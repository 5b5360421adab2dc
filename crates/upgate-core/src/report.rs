//! Validation verdicts.
//!
//! A [`ValidationReport`] is built once per validation call and is plain data
//! afterwards. Its `is_safe`, `risk_level` and `security_score` fields are
//! derived from `checks` alone when the report is finished, so a consumer can
//! recompute them from the serialized form.

use std::collections::BTreeMap;
use std::fmt;
use std::path::PathBuf;

use chrono::DateTime;
use chrono::Utc;
use serde::Deserialize;
use serde::Serialize;

use crate::Rejection;
use crate::Tier;
use crate::archive::ArchiveSummary;
use crate::content::Category;
use crate::details::FileDetails;

/// Ordinal severity of a failed check.
#[derive(
    Debug, Clone, Copy, Default, PartialEq, Eq, Hash, PartialOrd, Ord, Serialize, Deserialize,
)]
#[serde(rename_all = "lowercase")]
pub enum RiskLevel {
    /// Nothing failed.
    #[default]
    Low,
    /// Limit exceeded without evidence of hostile content.
    Medium,
    /// Likely hostile or abusive.
    High,
    /// Disguised or embedded executable content.
    Critical,
}

impl RiskLevel {
    /// Score penalty applied when a report reaches this level.
    #[must_use]
    pub const fn penalty(self) -> u32 {
        match self {
            Self::Low => 0,
            Self::Medium => 20,
            Self::High => 50,
            Self::Critical => 80,
        }
    }

    /// Lowercase name.
    #[must_use]
    pub const fn as_str(self) -> &'static str {
        match self {
            Self::Low => "low",
            Self::Medium => "medium",
            Self::High => "high",
            Self::Critical => "critical",
        }
    }
}

impl fmt::Display for RiskLevel {
    fn fmt(&self, f: &mut fmt::Formatter<'_>) -> fmt::Result {
        f.write_str(self.as_str())
    }
}

/// Pipeline stage a check belongs to.
#[derive(Debug, Clone, Copy, PartialEq, Eq, Hash, Serialize, Deserialize)]
#[serde(rename_all = "snake_case")]
pub enum CheckKind {
    /// Per-identity admission.
    RateLimiting,
    /// Path and name safety rules.
    Filename,
    /// Container or file size ceiling.
    FileSize,
    /// Type whitelist, category ceiling and heuristics.
    ContentScan,
    /// Archive entry directory inspection.
    ArchiveContents,
    /// One file inside a validated directory.
    DirectoryEntry,
}

impl CheckKind {
    /// Stable report key of the check. Directory entries are keyed by path
    /// instead.
    #[must_use]
    pub const fn key(self) -> &'static str {
        match self {
            Self::RateLimiting => "rate_limiting",
            Self::Filename => "filename",
            Self::FileSize => "file_size",
            Self::ContentScan => "content_scan",
            Self::ArchiveContents => "archive_contents",
            Self::DirectoryEntry => "directory_entry",
        }
    }

    /// Score deduction when this check fails.
    #[must_use]
    pub const fn deduction(self) -> u32 {
        match self {
            Self::ContentScan => 40,
            Self::ArchiveContents => 35,
            Self::RateLimiting => 30,
            Self::Filename => 25,
            Self::DirectoryEntry => 20,
            Self::FileSize => 15,
        }
    }
}

/// Outcome of a single check.
#[derive(Debug, Clone, PartialEq, Eq, Serialize, Deserialize)]
pub struct CheckOutcome {
    /// Which stage produced the outcome.
    pub kind: CheckKind,
    /// Whether the check passed.
    pub passed: bool,
    /// Severity of the failure, `low` for passed checks.
    pub severity: RiskLevel,
    /// Human-readable result.
    pub message: String,
}

/// Score bonus per passed check.
const PASS_BONUS: u32 = 2;

/// Computes the security score of a set of checks at a given risk level.
///
/// Starts at 100, subtracts the risk penalty and each failed check's
/// deduction, adds a small bonus per passed check and clamps to `0..=100`.
///
/// # Examples
///
/// ```
/// use upgate_core::report::{security_score, CheckKind, CheckOutcome, RiskLevel};
///
/// let checks = [CheckOutcome {
///     kind: CheckKind::FileSize,
///     passed: false,
///     severity: RiskLevel::Medium,
///     message: "too large".into(),
/// }];
/// assert_eq!(security_score(&checks, RiskLevel::Medium), 65);
/// ```
#[must_use]
pub fn security_score<'a>(
    checks: impl IntoIterator<Item = &'a CheckOutcome>,
    risk: RiskLevel,
) -> u8 {
    let (mut bonus, mut deductions) = (0u32, risk.penalty());
    for check in checks {
        if check.passed {
            bonus += PASS_BONUS;
        } else {
            deductions += check.kind.deduction();
        }
    }
    let score = (100 + bonus).saturating_sub(deductions).min(100);
    u8::try_from(score).unwrap_or(100)
}

/// Result of validating one file, archive or directory.
#[derive(Debug, Clone, PartialEq, Serialize, Deserialize)]
pub struct ValidationReport {
    /// Final path component of the target.
    pub filename: String,
    /// Path as given by the caller.
    pub path: PathBuf,
    /// Size of the target in bytes; for directories the sum of regular files.
    pub file_size: u64,
    /// Tier whose policy was applied.
    pub tier: Tier,
    /// Identity charged for the upload, if any.
    pub identity: Option<String>,
    /// When validation started.
    pub timestamp: DateTime<Utc>,
    /// Category the target was classified as.
    pub category: Option<Category>,
    /// `true` iff every check passed.
    pub is_safe: bool,
    /// Worst severity among failed checks.
    pub risk_level: RiskLevel,
    /// Derived score in `0..=100`.
    pub security_score: u8,
    /// Check outcomes by name.
    pub checks: BTreeMap<String, CheckOutcome>,
    /// Reasons for every failed check.
    pub errors: Vec<String>,
    /// Non-fatal observations.
    pub warnings: Vec<String>,
    /// Advice for the uploader, filled in detailed mode.
    pub recommendations: Vec<String>,
    /// Entry summary when an archive was inspected.
    pub archive: Option<ArchiveSummary>,
    /// File facts, collected for single files in detailed mode.
    #[serde(default)]
    pub details: Option<FileDetails>,
}

impl ValidationReport {
    /// Starts an empty report for a target.
    #[must_use]
    pub fn new(
        path: impl Into<PathBuf>,
        file_size: u64,
        tier: Tier,
        identity: Option<&str>,
    ) -> Self {
        let path = path.into();
        let filename = path
            .file_name()
            .map_or_else(|| path.to_string_lossy(), |name| name.to_string_lossy())
            .into_owned();
        Self {
            filename,
            path,
            file_size,
            tier,
            identity: identity.map(str::to_string),
            timestamp: Utc::now(),
            category: None,
            is_safe: true,
            risk_level: RiskLevel::Low,
            security_score: 100,
            checks: BTreeMap::new(),
            errors: Vec::new(),
            warnings: Vec::new(),
            recommendations: Vec::new(),
            archive: None,
            details: None,
        }
    }

    /// Records a passed check under its own key.
    pub fn pass(&mut self, kind: CheckKind, message: impl Into<String>) {
        self.pass_as(kind.key(), kind, message);
    }

    /// Records a passed check under an explicit key.
    pub fn pass_as(&mut self, key: impl Into<String>, kind: CheckKind, message: impl Into<String>) {
        self.checks.insert(
            key.into(),
            CheckOutcome {
                kind,
                passed: true,
                severity: RiskLevel::Low,
                message: message.into(),
            },
        );
        self.refresh();
    }

    /// Records a failed check under its own key.
    pub fn fail(&mut self, kind: CheckKind, rejection: &Rejection) {
        self.fail_as(kind.key(), kind, rejection.severity(), rejection.to_string());
    }

    /// Records a failed check under an explicit key.
    pub fn fail_as(
        &mut self,
        key: impl Into<String>,
        kind: CheckKind,
        severity: RiskLevel,
        message: impl Into<String>,
    ) {
        let message = message.into();
        self.errors.push(message.clone());
        self.checks.insert(
            key.into(),
            CheckOutcome {
                kind,
                passed: false,
                severity,
                message,
            },
        );
        self.refresh();
    }

    /// Adds a warning.
    pub fn warn(&mut self, message: impl Into<String>) {
        self.warnings.push(message.into());
    }

    /// Adds a recommendation unless an identical one is already present.
    pub fn recommend(&mut self, message: impl Into<String>) {
        let message = message.into();
        if !self.recommendations.contains(&message) {
            self.recommendations.push(message);
        }
    }

    /// Number of failed checks.
    #[must_use]
    pub fn failed_checks(&self) -> usize {
        self.checks.values().filter(|c| !c.passed).count()
    }

    /// First failure reason, or a short confirmation when safe.
    #[must_use]
    pub fn summary(&self) -> String {
        self.errors.first().cloned().unwrap_or_else(|| {
            format!("{} passed {} checks", self.filename, self.checks.len())
        })
    }

    /// Recomputes the derived fields from `checks`.
    fn refresh(&mut self) {
        self.is_safe = self.checks.values().all(|c| c.passed);
        self.risk_level = self
            .checks
            .values()
            .filter(|c| !c.passed)
            .map(|c| c.severity)
            .max()
            .unwrap_or_default();
        self.security_score = security_score(self.checks.values(), self.risk_level);
    }
}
━━━━━━━━━━━━━━━━━━━━━━━━━━━━━━
What is being asked =
Check each line of the data for "enum". Copy the lines where it turns up.

Output below =
pub enum RiskLevel {
pub enum CheckKind {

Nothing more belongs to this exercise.